The illustration for the new wave staple was done by Patrick Nagel

BY Calum SlingerlandPublished Jun 11, 2024

The cover of Duran Duran's 1982 sophomore LP Rio sports one of the most recognizable smiles in album art, and over four decades on from its release, the inspiration for the image has been found.

Music Times points out that the reveal was made by a pair of Instagram accounts dedicated to the work of Patrick Nagel, the American illustrator and artist who illustrated Rio's cover and also contributed work to Playboy, Architectural Digest, Rolling Stone, MGM and more.

Monica Moynihan, a Nagel historian and art broker who runs the Instagram account @patricknagelarts, explained how a fellow fan of the artist at @nagel_arts found the Rio cover's source image among a multi-page editorial spread for Angelo Tarlazzi in the February 1981 issue of Vogue France. Another fan, Sarah Bastos, is credited as identifying the smiling model as Marcie Hunt.

You can see the editorial spread and the Rio album cover illustration mocked up side by side below.

Moynihan writes that Barry Hahn, Nagel's technical art assistant, confirmed to her that specific shot of Hunt was indeed used by the artist for the Rio cover.

"We suspect the model and maybe the band Duran Duran had no idea Nagel was influenced and used this image to create the cover of their musical masterpiece, Rio," she writes. "He certainly changed many things, most specifically removing her glasses, but he obviously loved her smile. And that smile has been an iconic piece of Duran Duran history for decades."

Moynihan could be on to something when it comes to Duran Duran not knowing. The band re-shared her post on Instagram, simply stating, "WOW!"

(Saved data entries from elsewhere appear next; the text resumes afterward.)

use csv_fetch::{read_table, ReadOptions};

#[tokio::main]
async fn main() -> anyhow::Result<()> {
    let location = std::env::args()
        .nth(1)
        .unwrap_or_else(|| "./data/sample.csv.gz".to_string());

    let table = read_table(&location, &ReadOptions::default()).await?;

    println!("{} rows x {} columns", table.num_rows(), table.num_columns());
    for column in &table.columns {
        println!("  {}: {}", column.name, column.values.dtype());
    }
    Ok(())
}
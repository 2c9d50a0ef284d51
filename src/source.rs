//! Location resolution: scheme sniffing and backend dispatch.

use std::io;
use std::path::{Path, PathBuf};

use tokio::fs::File;
use tokio::io::AsyncRead;

use crate::fetch::RangeReader;
use crate::s3::S3Client;
use crate::{http, ReadError, ReadOptions, ReadResult};

/// A resolved input location.
#[derive(Debug, Clone, PartialEq, Eq)]
pub enum Source {
    /// Local filesystem path.
    Local(PathBuf),
    /// HTTP or HTTPS URL.
    Http(String),
    /// Object in an S3-compatible store.
    S3 { bucket: String, key: String },
}

impl Source {
    /// Parse a location string, sniffing the scheme. `s3://`, `s3n://`, and
    /// `s3a://` all address the same object-store backend; anything without
    /// a recognized scheme is a local path.
    pub fn parse(location: &str) -> Source {
        for scheme in ["s3://", "s3n://", "s3a://"] {
            if let Some(rest) = location.strip_prefix(scheme) {
                let (bucket, key) = match rest.split_once('/') {
                    Some((bucket, key)) => (bucket.to_string(), key.to_string()),
                    None => (rest.to_string(), String::new()),
                };
                return Source::S3 { bucket, key };
            }
        }
        if location.starts_with("http://") || location.starts_with("https://") {
            return Source::Http(location.to_string());
        }
        Source::Local(PathBuf::from(location))
    }

    /// File-name component used for compression inference. Query strings and
    /// fragments are stripped from URLs first.
    pub fn name_hint(&self) -> String {
        match self {
            Source::Local(path) => path
                .file_name()
                .and_then(|name| name.to_str())
                .unwrap_or_default()
                .to_string(),
            Source::S3 { key, .. } => key.rsplit('/').next().unwrap_or_default().to_string(),
            Source::Http(url) => {
                let path = url.split(&['?', '#'][..]).next().unwrap_or(url);
                path.rsplit('/').next().unwrap_or_default().to_string()
            }
        }
    }

    pub fn display_name(&self) -> String {
        match self {
            Source::Local(path) => path.display().to_string(),
            Source::Http(url) => url.clone(),
            Source::S3 { bucket, key } => format!("s3://{bucket}/{key}"),
        }
    }
}

/// Open a source as a raw byte stream. Object-store reads are ranged and
/// lazy; nothing is fetched beyond what the consumer pulls.
pub(crate) async fn open(
    source: &Source,
    options: &ReadOptions,
) -> ReadResult<Box<dyn AsyncRead + Unpin + Send>> {
    match source {
        Source::Local(path) => open_local(path).await,
        Source::Http(url) => http::open(url, options).await,
        Source::S3 { bucket, key } => {
            let client = match &options.s3_client {
                Some(client) => client.clone(),
                None => S3Client::connect(options.s3.as_ref()).await,
            };
            tracing::debug!("opening s3://{bucket}/{key}");
            let fetch = client.object_fetch(bucket, key);
            Ok(Box::new(RangeReader::new(fetch, options.fetch_chunk_size)))
        }
    }
}

async fn open_local(path: &Path) -> ReadResult<Box<dyn AsyncRead + Unpin + Send>> {
    match File::open(path).await {
        Ok(file) => Ok(Box::new(file)),
        Err(err) if err.kind() == io::ErrorKind::NotFound => {
            Err(ReadError::NotFound(path.display().to_string()))
        }
        Err(err) if err.kind() == io::ErrorKind::PermissionDenied => {
            Err(ReadError::PermissionDenied(path.display().to_string()))
        }
        Err(err) => Err(ReadError::Io(err)),
    }
}
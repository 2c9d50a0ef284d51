//! Lazy byte-range fetching behind a sequential-read interface.

use std::io;
use std::pin::Pin;
use std::task::{Context, Poll};

use async_trait::async_trait;
use bytes::Bytes;
use futures::stream::BoxStream;
use futures::StreamExt;
use tokio::io::{AsyncRead, ReadBuf};
use tokio_util::io::StreamReader;

use crate::{ReadError, ReadResult};

/// Default minimum byte-range size per fetch. Large enough to amortize
/// per-request overhead; override through `ReadOptions::fetch_chunk_size`.
pub const DEFAULT_FETCH_CHUNK_SIZE: usize = 5 * 1024 * 1024;

/// Random-access byte source backing a [`RangeReader`].
///
/// A fetch may return fewer bytes than requested only at end of object; an
/// empty result means `offset` is at or past the end.
#[async_trait]
pub trait RangeFetch: Send + 'static {
    async fn fetch(&mut self, offset: u64, len: u64) -> ReadResult<Bytes>;
}

/// Sequential reader over lazily fetched byte ranges.
///
/// One window is live at a time: a refill issues exactly one range request of
/// `chunk_size` bytes at the next unread offset. Sequential reads never
/// re-fetch buffered bytes, and a bounded read only touches the windows its
/// consumer actually pulls.
pub struct RangeReader {
    inner: StreamReader<BoxStream<'static, io::Result<Bytes>>, Bytes>,
}

impl RangeReader {
    pub fn new<F: RangeFetch>(fetch: F, chunk_size: usize) -> RangeReader {
        let chunk = chunk_size.max(1) as u64;
        let windows = futures::stream::try_unfold(
            (fetch, 0u64, false),
            move |(mut fetch, offset, done)| async move {
                if done {
                    return Ok(None);
                }
                let window = fetch
                    .fetch(offset, chunk)
                    .await
                    .map_err(ReadError::into_io)?;
                if window.is_empty() {
                    return Ok(None);
                }
                let next = offset + window.len() as u64;
                // A short window marks the end of the object.
                let done = (window.len() as u64) < chunk;
                Ok(Some((window, (fetch, next, done))))
            },
        );
        RangeReader {
            inner: StreamReader::new(windows.boxed()),
        }
    }
}

impl AsyncRead for RangeReader {
    fn poll_read(
        mut self: Pin<&mut Self>,
        cx: &mut Context<'_>,
        buf: &mut ReadBuf<'_>,
    ) -> Poll<io::Result<()>> {
        Pin::new(&mut self.inner).poll_read(cx, buf)
    }
}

As told in Anne Zaleski's 33 1/3 book about Duran Duran's Rio, Nagel was commissioned by the band after co-manager Paul Berrow saw his work while leafing through a copy of Playboy. The artist presented the band with two options: a woman with a flower in her hair sitting sideways (which would eventually be used for the cover of single "My Own Way") and the shot of the woman smiling. In the book, keyboardist Nick Rhodes recalls that the chosen smile shot was a unanimous choice among the group, sharing, "We all said instantly: 'Yes, that's it. That's the cover.'"

Nagel would pass away from a heart attack only two years after illustrating Rio's cover, his style going on to impact the visual aesthetic of the decade. Hunt left a comment on Instagram sharing that she had no idea it was her who inspired Rio's cover, and even played Duran Duran at her wedding.

In a similar illustration situation, it took the world half the time to identify the model on the cover of Converge's Jane Doe.